He could usually be found fixing something in the apartment he shared with his bandmates, a wrench held between his teeth as he tinkered away. He had been building and inventing toys since he was in the cradle, so the process of creation was nothing new to him. Yet he would still be at a loss for words when Roger would trot over, as John was laying flat on his back, fixing their shitty fridge once again, and plopped down, straddling his stomach. (Which was not round and jiggly like a ‘bowl full of jelly’, thank you very much, modern culture. He was sort of chubby yeah, not gonna deny that. But dear lord, every caricature depicted him as some obese old man. It was almost enough to give him a body complex. Almost).
“Hey Deaky?”
Rog started with that annoyingly inquisitive tone of his and John merely grunted at the knee in his ribs. 
“How did you learn to fix stuff like this?”
Because I was raised by toy-making Keebler elves in a magical winter-wonderland forest. 
“Practice.”
Roger asked a lot of questions like that. 
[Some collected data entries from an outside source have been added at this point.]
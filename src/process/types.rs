use chrono::NaiveDate;
use serde::Serialize;

/// One normalized observation: cumulative cases for one borough on one date.
///
/// Records only exist at or after [`CUTOFF_DATE`], carry a canonical borough
/// name, and always have a value; anything else was dropped by the cleaner.
#[derive(Debug, Clone, PartialEq, Eq, Serialize)]
pub struct Record {
    pub date: NaiveDate,
    pub cases: u64,
    pub borough: String,
}

/// Earliest date admitted into the series (inclusive).
pub const CUTOFF_DATE: NaiveDate = match NaiveDate::from_ymd_opt(2020, 3, 7) {
    Some(d) => d,
    None => unreachable!(),
};

/// All records sharing one date, keyed by the date's ISO string form.
///
/// Groups come out of [`group_by_date`](super::group::group_by_date) in
/// first-seen key order; `values` keeps input order. Derived view only,
/// recomputed from the record sequence rather than mutated in place.
#[derive(Debug, Clone, PartialEq, Eq, Serialize)]
pub struct DateGroup {
    pub key: String,
    pub values: Vec<Record>,
}

/// Why the cleaner excluded a row or a (label, value) pair.
#[derive(Debug, Clone, PartialEq, Eq)]
pub enum Dropped {
    /// Row's county is not one of the five NYC counties.
    UnrecognizedCounty(String),
    /// Row's county name matched but its state code did not.
    OutOfState { county: String, state: String },
    /// Column label did not parse as a calendar date.
    UnparseableLabel(String),
    /// Observation predates the cutoff.
    BeforeCutoff { label: String },
    /// Cell was empty or unreadable; dropped rather than coerced to zero.
    MissingValue { borough: String, label: String },
}

/// Cleaner output: the accepted record sequence plus every exclusion, so
/// the silent-drop policy stays observable without becoming fatal.
#[derive(Debug, Clone, Default)]
pub struct CleanOutcome {
    pub records: Vec<Record>,
    pub dropped: Vec<Dropped>,
}

impl CleanOutcome {
    /// Per-reason drop counts, in declaration order: unrecognized county,
    /// out of state, unparseable label, before cutoff, missing value.
    pub fn drop_counts(&self) -> [usize; 5] {
        let mut counts = [0usize; 5];
        for d in &self.dropped {
            let idx = match d {
                Dropped::UnrecognizedCounty(_) => 0,
                Dropped::OutOfState { .. } => 1,
                Dropped::UnparseableLabel(_) => 2,
                Dropped::BeforeCutoff { .. } => 3,
                Dropped::MissingValue { .. } => 4,
            };
            counts[idx] += 1;
        }
        counts
    }
}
Most people liked to write him off as the dumb blonde of the band, (obviously there to do little more than pose and look pretty, while playing on his kit or laying on an album cover), but in practice, Rog was anything but. 
“Hey Deaky?” 
John hummed as Roger’s hand stilled from where it had been carving through his long pale ponytail, bushy as ever in the confines of it’s scrunchie. 
“I’ve been meaning to ask, why is your hair all white? Are you albino?” Ever the biology major.
Magic, Roger. 
“I dunno, I was born with it.”
Which wasn’t to say that Brian and Freddie didn’t ask difficult questions as well, but they were rarer events. Most of his quirks he could easily explain away to them. Like Fred when he shoved eight cookies into his mouth at once. The impatient boy was just lucky they were still soft out of the oven, or he probably would’ve choked to death and they’d be out a lead singer for the band. 
As it stood, Freddie flopped over the arm of their couch’s nasty love-seat, hands folded over his mouth, making several guttural sounds better suited to a porno than a reaction to baked goods. 
“Good, huh? Or are those just the sounds of despair?”
Freddie made a noise that sounded a bit like how Cookie Monster must have in the throes of passion. 
“Funny, the way you go on, I’d always thought you could fit more in your mouth.”
He caught a faceful of moist towelettes for his insolence, but it was so worth it. 
“How in the world did you learn to cook ambrosia, darling?” Freddie asked, once he could finally breathe again. John shook his head and tucked in his chin to hide the smile. 
“Tante taught me.” Tante Kringle, his elf mother. 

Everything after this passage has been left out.